Stored data:
:::
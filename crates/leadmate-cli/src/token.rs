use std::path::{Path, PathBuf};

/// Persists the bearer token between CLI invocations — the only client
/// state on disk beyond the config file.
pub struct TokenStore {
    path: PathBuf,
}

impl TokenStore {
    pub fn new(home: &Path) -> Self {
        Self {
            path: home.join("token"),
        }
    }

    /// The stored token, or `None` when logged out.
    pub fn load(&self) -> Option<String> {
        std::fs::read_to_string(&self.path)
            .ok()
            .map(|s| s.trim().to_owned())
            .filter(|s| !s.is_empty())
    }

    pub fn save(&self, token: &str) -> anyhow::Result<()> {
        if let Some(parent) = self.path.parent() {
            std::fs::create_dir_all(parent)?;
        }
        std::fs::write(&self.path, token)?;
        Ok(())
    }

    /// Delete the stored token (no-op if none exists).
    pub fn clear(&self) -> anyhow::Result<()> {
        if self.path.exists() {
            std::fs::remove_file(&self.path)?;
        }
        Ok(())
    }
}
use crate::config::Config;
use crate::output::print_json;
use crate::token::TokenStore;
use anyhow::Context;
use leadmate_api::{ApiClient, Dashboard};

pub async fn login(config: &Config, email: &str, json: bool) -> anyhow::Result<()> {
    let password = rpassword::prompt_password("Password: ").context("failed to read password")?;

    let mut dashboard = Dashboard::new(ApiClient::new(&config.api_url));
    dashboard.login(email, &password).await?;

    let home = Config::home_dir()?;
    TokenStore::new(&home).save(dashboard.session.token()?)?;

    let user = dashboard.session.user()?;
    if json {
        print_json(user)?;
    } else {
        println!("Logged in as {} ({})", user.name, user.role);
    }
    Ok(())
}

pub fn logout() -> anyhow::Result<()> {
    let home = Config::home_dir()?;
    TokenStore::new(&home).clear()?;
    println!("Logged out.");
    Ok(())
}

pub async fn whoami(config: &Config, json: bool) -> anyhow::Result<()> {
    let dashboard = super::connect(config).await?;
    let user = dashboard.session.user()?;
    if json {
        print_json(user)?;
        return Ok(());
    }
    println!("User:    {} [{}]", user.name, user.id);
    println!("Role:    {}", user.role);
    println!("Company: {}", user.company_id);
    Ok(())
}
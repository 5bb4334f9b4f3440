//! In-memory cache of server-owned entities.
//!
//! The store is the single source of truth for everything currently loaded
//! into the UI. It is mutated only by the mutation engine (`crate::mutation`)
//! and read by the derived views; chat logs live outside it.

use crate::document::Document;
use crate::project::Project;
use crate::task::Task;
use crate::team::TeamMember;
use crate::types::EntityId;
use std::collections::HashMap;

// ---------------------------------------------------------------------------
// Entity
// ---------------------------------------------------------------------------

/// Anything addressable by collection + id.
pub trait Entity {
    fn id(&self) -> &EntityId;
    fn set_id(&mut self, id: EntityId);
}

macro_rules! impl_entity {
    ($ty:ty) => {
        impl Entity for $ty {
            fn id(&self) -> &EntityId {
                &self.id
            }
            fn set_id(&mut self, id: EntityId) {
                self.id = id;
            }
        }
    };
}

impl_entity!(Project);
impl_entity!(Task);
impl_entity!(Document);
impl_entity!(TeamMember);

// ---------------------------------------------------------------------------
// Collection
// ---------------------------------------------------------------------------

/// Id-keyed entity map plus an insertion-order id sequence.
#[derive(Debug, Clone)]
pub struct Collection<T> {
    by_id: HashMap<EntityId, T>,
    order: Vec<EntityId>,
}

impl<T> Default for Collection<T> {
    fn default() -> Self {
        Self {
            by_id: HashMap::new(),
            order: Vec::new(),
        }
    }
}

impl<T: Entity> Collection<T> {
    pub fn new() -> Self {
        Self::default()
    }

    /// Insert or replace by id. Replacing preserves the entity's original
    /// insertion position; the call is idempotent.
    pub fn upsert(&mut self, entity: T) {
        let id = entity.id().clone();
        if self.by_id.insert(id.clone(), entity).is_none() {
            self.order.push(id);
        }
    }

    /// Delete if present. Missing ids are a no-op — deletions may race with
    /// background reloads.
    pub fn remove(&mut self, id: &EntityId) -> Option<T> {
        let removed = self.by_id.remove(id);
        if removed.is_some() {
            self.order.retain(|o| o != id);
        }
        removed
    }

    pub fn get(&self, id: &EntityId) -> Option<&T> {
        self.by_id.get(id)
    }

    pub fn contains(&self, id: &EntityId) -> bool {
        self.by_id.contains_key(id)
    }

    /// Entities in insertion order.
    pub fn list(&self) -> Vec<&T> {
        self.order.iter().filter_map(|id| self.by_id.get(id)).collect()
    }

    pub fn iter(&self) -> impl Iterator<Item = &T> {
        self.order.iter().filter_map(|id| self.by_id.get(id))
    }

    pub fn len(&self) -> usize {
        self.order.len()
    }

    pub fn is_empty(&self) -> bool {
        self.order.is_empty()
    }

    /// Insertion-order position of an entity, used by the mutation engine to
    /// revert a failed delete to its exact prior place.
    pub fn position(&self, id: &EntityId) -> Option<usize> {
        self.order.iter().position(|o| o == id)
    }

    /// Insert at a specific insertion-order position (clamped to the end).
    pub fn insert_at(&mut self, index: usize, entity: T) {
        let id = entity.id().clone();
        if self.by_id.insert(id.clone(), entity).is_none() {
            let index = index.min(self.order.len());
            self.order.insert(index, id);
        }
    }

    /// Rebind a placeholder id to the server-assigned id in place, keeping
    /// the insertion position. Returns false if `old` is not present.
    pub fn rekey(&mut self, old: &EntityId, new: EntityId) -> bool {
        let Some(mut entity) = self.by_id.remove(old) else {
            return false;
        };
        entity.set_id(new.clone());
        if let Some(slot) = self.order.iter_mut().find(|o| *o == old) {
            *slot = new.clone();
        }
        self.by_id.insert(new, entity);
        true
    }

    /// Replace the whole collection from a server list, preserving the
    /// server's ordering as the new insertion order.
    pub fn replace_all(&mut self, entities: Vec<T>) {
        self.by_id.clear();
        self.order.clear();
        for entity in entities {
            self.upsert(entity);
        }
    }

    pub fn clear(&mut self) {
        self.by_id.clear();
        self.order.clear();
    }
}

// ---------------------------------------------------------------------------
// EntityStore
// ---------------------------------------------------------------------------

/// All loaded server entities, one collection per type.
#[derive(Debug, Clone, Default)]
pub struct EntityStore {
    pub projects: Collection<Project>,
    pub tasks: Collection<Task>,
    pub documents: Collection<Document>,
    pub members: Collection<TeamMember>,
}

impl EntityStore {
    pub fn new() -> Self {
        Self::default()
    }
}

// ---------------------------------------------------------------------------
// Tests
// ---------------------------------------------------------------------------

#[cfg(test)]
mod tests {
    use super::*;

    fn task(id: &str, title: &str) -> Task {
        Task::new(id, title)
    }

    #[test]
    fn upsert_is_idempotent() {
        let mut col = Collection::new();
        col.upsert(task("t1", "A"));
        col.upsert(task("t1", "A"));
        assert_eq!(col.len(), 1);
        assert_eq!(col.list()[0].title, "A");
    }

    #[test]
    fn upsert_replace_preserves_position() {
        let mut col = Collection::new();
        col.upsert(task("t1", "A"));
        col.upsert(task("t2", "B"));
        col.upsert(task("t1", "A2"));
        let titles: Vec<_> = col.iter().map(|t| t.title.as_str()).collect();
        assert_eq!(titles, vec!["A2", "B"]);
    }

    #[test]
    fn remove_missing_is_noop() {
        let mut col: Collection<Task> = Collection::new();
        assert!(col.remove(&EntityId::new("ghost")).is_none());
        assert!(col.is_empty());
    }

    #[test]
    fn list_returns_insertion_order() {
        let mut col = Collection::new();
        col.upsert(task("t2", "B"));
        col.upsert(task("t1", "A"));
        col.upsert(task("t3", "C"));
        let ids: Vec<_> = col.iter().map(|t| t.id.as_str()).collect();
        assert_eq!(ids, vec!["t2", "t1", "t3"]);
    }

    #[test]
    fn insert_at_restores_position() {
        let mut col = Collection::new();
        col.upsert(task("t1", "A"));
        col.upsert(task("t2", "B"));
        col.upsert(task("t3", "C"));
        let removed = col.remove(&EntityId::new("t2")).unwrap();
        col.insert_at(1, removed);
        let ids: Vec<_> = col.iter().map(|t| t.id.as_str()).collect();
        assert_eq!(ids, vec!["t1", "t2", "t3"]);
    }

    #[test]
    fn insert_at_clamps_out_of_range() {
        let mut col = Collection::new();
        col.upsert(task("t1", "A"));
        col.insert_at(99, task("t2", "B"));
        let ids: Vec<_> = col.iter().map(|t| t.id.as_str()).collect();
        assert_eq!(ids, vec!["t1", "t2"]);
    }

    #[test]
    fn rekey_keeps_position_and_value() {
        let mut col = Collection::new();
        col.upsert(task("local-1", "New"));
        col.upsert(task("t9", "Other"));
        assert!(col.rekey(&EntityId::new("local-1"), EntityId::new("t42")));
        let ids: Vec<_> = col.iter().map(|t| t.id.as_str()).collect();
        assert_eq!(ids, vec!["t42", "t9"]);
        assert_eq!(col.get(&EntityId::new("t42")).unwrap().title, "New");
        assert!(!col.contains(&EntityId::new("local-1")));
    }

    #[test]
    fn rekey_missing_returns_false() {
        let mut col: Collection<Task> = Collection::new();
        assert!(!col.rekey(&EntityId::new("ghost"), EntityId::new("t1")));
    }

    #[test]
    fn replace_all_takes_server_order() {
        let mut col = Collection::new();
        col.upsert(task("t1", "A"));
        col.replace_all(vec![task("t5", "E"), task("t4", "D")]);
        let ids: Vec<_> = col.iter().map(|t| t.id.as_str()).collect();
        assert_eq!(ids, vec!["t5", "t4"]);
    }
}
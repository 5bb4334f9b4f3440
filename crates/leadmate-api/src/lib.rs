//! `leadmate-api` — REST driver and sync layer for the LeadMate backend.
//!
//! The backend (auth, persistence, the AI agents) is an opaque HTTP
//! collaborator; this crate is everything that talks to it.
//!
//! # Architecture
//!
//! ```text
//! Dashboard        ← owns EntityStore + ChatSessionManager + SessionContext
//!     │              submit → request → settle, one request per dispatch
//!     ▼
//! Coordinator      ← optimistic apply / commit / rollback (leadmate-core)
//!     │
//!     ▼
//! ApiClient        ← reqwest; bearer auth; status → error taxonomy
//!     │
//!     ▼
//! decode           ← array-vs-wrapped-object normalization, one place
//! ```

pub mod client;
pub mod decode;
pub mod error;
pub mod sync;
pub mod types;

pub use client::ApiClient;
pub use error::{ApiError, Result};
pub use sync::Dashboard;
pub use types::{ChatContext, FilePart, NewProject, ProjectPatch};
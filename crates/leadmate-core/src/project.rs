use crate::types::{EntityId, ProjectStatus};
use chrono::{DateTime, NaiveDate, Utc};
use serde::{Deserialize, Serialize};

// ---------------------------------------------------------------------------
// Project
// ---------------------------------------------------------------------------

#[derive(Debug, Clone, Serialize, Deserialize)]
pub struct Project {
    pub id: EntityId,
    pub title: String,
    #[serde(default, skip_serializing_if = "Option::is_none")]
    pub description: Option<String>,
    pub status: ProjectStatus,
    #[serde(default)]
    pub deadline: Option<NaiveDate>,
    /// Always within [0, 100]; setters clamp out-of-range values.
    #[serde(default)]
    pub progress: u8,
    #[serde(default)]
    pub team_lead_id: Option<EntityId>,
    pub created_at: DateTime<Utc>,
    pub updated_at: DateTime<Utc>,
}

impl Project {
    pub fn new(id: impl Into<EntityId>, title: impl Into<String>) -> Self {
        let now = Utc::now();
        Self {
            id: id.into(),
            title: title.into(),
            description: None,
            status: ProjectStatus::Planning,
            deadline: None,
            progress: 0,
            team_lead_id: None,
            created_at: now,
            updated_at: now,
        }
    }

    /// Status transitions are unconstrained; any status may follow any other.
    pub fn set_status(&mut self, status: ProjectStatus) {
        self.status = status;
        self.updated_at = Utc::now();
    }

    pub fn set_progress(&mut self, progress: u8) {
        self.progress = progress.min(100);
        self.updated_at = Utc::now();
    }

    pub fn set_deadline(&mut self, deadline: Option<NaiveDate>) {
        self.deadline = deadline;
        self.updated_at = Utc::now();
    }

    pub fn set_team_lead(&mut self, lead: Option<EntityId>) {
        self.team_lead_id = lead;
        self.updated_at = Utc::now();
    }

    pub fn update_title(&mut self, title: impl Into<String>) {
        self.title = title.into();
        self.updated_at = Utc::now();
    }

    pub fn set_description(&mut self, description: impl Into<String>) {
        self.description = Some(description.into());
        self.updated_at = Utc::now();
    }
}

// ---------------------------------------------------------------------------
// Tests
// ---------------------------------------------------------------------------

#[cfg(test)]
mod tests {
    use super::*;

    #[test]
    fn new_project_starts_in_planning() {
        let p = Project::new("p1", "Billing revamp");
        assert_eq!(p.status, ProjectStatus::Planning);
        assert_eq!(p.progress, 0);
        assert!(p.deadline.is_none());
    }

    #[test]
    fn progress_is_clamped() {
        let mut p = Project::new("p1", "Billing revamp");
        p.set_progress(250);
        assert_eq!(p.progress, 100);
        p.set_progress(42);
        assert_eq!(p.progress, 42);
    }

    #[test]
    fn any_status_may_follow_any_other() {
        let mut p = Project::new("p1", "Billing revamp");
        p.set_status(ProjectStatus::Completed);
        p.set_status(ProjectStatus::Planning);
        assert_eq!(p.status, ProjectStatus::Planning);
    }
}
:::
Whichever lines of the records above hold the word "only" should all be copied out.

__SOLUTION TO THIS TASK__:
/// Persists the bearer token between CLI invocations — the only client
//! into the UI. It is mutated only by the mutation engine (`crate::mutation`)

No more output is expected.